I have seen on TV interviews with people clearly suffering survivor’s guilt, so I think I can help.
Imagine you are watching TV with 2 of your friends, you fall asleep in front of the TV, and you wake up to find the house is on fire. You grab the friend next to you and shake him awake, and he smashes a window to get out (as the fire is blocking the door). You take a quick look for your other friend, then decide to go out through the window yourself.
Your friend’s body is found in a chair a few feet from where you were sitting.

You are quite likely to feel guilt from one or both of these lines of thinking:

  1. I could have saved him, if only I’d tried. I could have stayed in the room for another minute, and that is all it would have taken to find him. I could have carried him out, or at least woken him, if only I had tried a little harder, but I was so concerned with saving my own life that I let a friend die.
  2. I could have saved him, even if it cost my own life. And I should have. While the desire to save one’s own life is understandable, we are taught that a good person will give their own life to save another.
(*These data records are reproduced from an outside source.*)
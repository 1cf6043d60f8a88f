//! Download executor: request, poll, download, cleanup

use std::path::Path;
use tracing::{info, warn};

use super::cleanup::cleanup_request;
use super::download::download_and_save;
use super::poller::wait_for_request;
use super::request::create_request;
use super::{DownloadError, DownloadResult, ExportJob, PollConfig};
use crate::fetcher::metrika_config::source_profile;
use crate::fetcher::{HttpTransport, LogsApiClient};
use crate::metrics::DownloadMetrics;
use crate::{DateRange, Source};

/// Runs one log request end to end
pub struct DownloadExecutor<T> {
    client: LogsApiClient<T>,
    poll: PollConfig,
    cleanup_on_failure: bool,
}

impl<T: HttpTransport> DownloadExecutor<T> {
    /// Create an executor; cleanup after a failed poll or download is enabled
    pub fn new(client: LogsApiClient<T>, poll: PollConfig) -> Self {
        Self {
            client,
            poll,
            cleanup_on_failure: true,
        }
    }

    /// Whether to clean an already created log request when a later step fails
    pub fn with_cleanup_on_failure(mut self, enabled: bool) -> Self {
        self.cleanup_on_failure = enabled;
        self
    }

    /// Download `source` logs for `range` into `output_dir`
    ///
    /// Input is validated before any network call. Once the log request
    /// exists, a successful download is always followed by a cleanup attempt
    /// whose failure is only logged.
    ///
    /// # Errors
    /// Any [`DownloadError`] from validation, request creation, polling or download
    pub fn execute(
        &self,
        range: &DateRange,
        source: Source,
        output_dir: &Path,
    ) -> Result<DownloadResult, DownloadError> {
        self.client
            .validate_credentials()
            .map_err(DownloadError::InvalidInput)?;
        if source_profile(source).is_none() {
            return Err(DownloadError::UnsupportedSource(source));
        }

        let metrics = DownloadMetrics::start(source, range);
        let result = self.run(range, source, output_dir);
        match &result {
            Ok(saved) => metrics.record_success(saved.bytes),
            Err(e) => metrics.record_failure(e),
        }
        result
    }

    fn run(
        &self,
        range: &DateRange,
        source: Source,
        output_dir: &Path,
    ) -> Result<DownloadResult, DownloadError> {
        let job = create_request(&self.client, range, source)?;
        info!("Created request ID: {}", job.request_id);

        match self.fetch(&job, output_dir) {
            Ok(saved) => {
                cleanup_request(&self.client, &job.request_id);
                Ok(saved)
            }
            Err(e) => {
                if self.cleanup_on_failure {
                    warn!(
                        request_id = %job.request_id,
                        error = %e,
                        "Download failed, cleaning up log request"
                    );
                    cleanup_request(&self.client, &job.request_id);
                } else {
                    warn!(
                        request_id = %job.request_id,
                        "Download failed, log request left on the server"
                    );
                }
                Err(e)
            }
        }
    }

    fn fetch(&self, job: &ExportJob, output_dir: &Path) -> Result<DownloadResult, DownloadError> {
        let outcome = wait_for_request(&self.client, job, &self.poll)?;
        info!(
            attempts = outcome.attempts,
            elapsed_secs = outcome.elapsed.as_secs(),
            "Downloading data"
        );

        let saved = download_and_save(&self.client, job, output_dir)?;
        info!("Successfully saved to: {}", saved.path.display());
        Ok(saved)
    }
}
By choosing to save your own life instead of that of another, you have shown yourself to be “not good” at best. It is one thing to be a selfish jerk and eat the last of the bread, another to be a selfish jerk and let somebody die.

I have seen an airline stewardess being interviewed about a disaster, and it was obvious that a decade later she had not come to terms with what she had done. She followed her training to the letter, but she just wasn’t okay with the fact that there were people alive on the plane when she left it. She seemed to accept that if she had remained one more minute she would have been killed in the fire or subsequent explosion, but equally knew that she could have gotten one or two more people to safety if she’d stayed.
The one person I have seen who expressed the best handle on this guilt I have seen put it this way: “Nobody who was sitting further from an exit than me made it off that plane alive. Whatever I did was what I needed to do to survive.” For the record, that included crawling over a conscious man lying in the emergency exit door and asking for help. An awful thing to live with having done, but she had good evidence she needed to have done that to live. Not everyone gets such evidence.

Related: a reporter for Time who lost a hand to a grenade in Iraq related that it made him angry when people called him a hero, for how he had saved the lives of everyone else in the Hummvee. It took him months to realize that someone who had told him why was right: he felt he had actually screwed up, and that there must have been a way to save everyone and NOT lose his hand.

Even heroes feel guilt that they couldn’t do more.

Only because I survived because of my specific sexual activity, so there’s no “why?” about it. But my partner’s the one who, based on his sexual history, should have been stricken decades ago. And there’s no “why?” to explain it.